PPD prevents glutamate-induced apoptosis and cytotoxicity

We then wished to examine whether glutamate-induced cytotoxicity is mediated by apoptotic processes, using Hoechst 33342 staining, Annexin V staining and caspase-3 antibody. Hoechst 33342 staining revealed that treatment with PPD significantly decreased the amount of condensed chromatin compared with the glutamate-exposed cells not treated with PPD (Fig. 3A). Pre-treatment with PPD also significantly decreased the percentage of Annexin V-positive cells, compared the glutamate-exposed cells not treated with PPD (Fig. 3B). The results of western blot analysis also revealed that treatment with PPD prevented the glutamate-induced cleavage of caspase-3 (Fig. 3C), consistent with the results regarding the inhibition of apoptosis in the PPD pre-treated cells. Thus, PPD plays a crucial role in reducing the cytotoxic effects of glutamate by inhibiting apoptosis.

Effects of PPD on cytosolic and mitochondrial ROS generation

Given that ginsenosides are able to reduce ROS generation, and that the glutamate-induced apoptotic pathway is linked to ROS of cytosolic and mitochondrial origin (26), in this study, we investigated the effects of PPD on the accumulation of ROS in glutamate-exposed PC12 cells. We measured cytosolic and mitochondrial ROS formation by flow cytometry and fluorescence microscopy using DHE and MitoSOX Red, a fluoroprobe that selectively detects ROS formation in live cells and mitochondria.

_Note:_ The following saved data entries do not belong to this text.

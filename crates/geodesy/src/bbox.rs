use serde::{Deserialize, Serialize};

use crate::point::Point;

/// Longitude/latitude extent in degrees.
///
/// Computed with plain min/max: boxes crossing the antimeridian are not
/// wrapped and come out spanning the whole longitude range in between.
#[derive(Debug, Clone, Copy, PartialEq, Serialize, Deserialize)]
pub struct BoundingBox {
    pub west: f64,
    pub east: f64,
    pub south: f64,
    pub north: f64,
}

impl BoundingBox {
    pub fn new(west: f64, east: f64, south: f64, north: f64) -> Self {
        Self {
            west,
            east,
            south,
            north,
        }
    }

    /// The inverted box that any point expands.
    pub fn empty() -> Self {
        Self {
            west: f64::INFINITY,
            east: f64::NEG_INFINITY,
            south: f64::INFINITY,
            north: f64::NEG_INFINITY,
        }
    }

    /// Box enclosing every finite point; non-finite points are skipped.
    pub fn from_points<'a, I>(points: I) -> Self
    where
        I: IntoIterator<Item = &'a Point>,
    {
        let mut bb = Self::empty();
        for p in points {
            bb.expand_to_include(p);
        }
        bb
    }

    pub fn expand_to_include(&mut self, p: &Point) {
        if !p.longitude.is_finite() || !p.latitude.is_finite() {
            return;
        }
        self.west = self.west.min(p.longitude);
        self.east = self.east.max(p.longitude);
        self.south = self.south.min(p.latitude);
        self.north = self.north.max(p.latitude);
    }

    pub fn union(&self, other: &Self) -> Self {
        Self {
            west: self.west.min(other.west),
            east: self.east.max(other.east),
            south: self.south.min(other.south),
            north: self.north.max(other.north),
        }
    }

    pub fn is_empty(&self) -> bool {
        self.west > self.east || self.south > self.north
    }

    pub fn contains(&self, lon: f64, lat: f64) -> bool {
        lon >= self.west && lon <= self.east && lat >= self.south && lat <= self.north
    }

    /// Arithmetic centre `(lon, lat)`.
    pub fn middle(&self) -> (f64, f64) {
        ((self.west + self.east) * 0.5, (self.south + self.north) * 0.5)
    }
}

#[cfg(test)]
mod tests {
    use super::*;

    #[test]
    fn test_from_points_skips_nan() {
        let pts = [
            Point::new(-70.5, 19.6, 0.0),
            Point::new(f64::NAN, 50.0, 0.0),
            Point::new(-70.1, 19.8, 10.0),
        ];
        let bb = BoundingBox::from_points(&pts);
        assert_eq!(bb, BoundingBox::new(-70.5, -70.1, 19.6, 19.8));
        assert!(bb.contains(-70.3, 19.7));
        assert!(!bb.contains(-70.3, 50.0));
    }

    #[test]
    fn test_empty_box() {
        let bb = BoundingBox::from_points(&[]);
        assert!(bb.is_empty());
        let other = BoundingBox::new(0.0, 1.0, 0.0, 1.0);
        assert_eq!(bb.union(&other), other);
    }

    #[test]
    fn test_union_and_middle() {
        let a = BoundingBox::new(0.0, 1.0, 0.0, 1.0);
        let b = BoundingBox::new(2.0, 3.0, -1.0, 0.5);
        let u = a.union(&b);
        assert_eq!(u, BoundingBox::new(0.0, 3.0, -1.0, 1.0));
        assert_eq!(u.middle(), (1.5, 0.0));
    }
}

The addition of PPD suppressed the glutamate-induced production of ROS, including the DHE-reactive superoxide anion (O2) (Fig. 4A). Cytosolic ROS was measured by flow cytometric analysis of the DHE-stained cells. In additional experiments, mitochondrial ROS production was estimated using MitoSOX Red, a cell-permeable probe that is non-fluorescent when chemically reduced, but fluoresces following cellular oxidation and the removal of acetate groups by cellular esterases (Fig. 4B). The mitochondrial ROS levels were significantly decreased following treatment with PPD (Fig. 4C). PPD scavenged the mitochondrial ROS produced by glutamate-induced mitochondrial damage. These results suggest that PPD exerts major effects on cell survival through its antioxidant effects.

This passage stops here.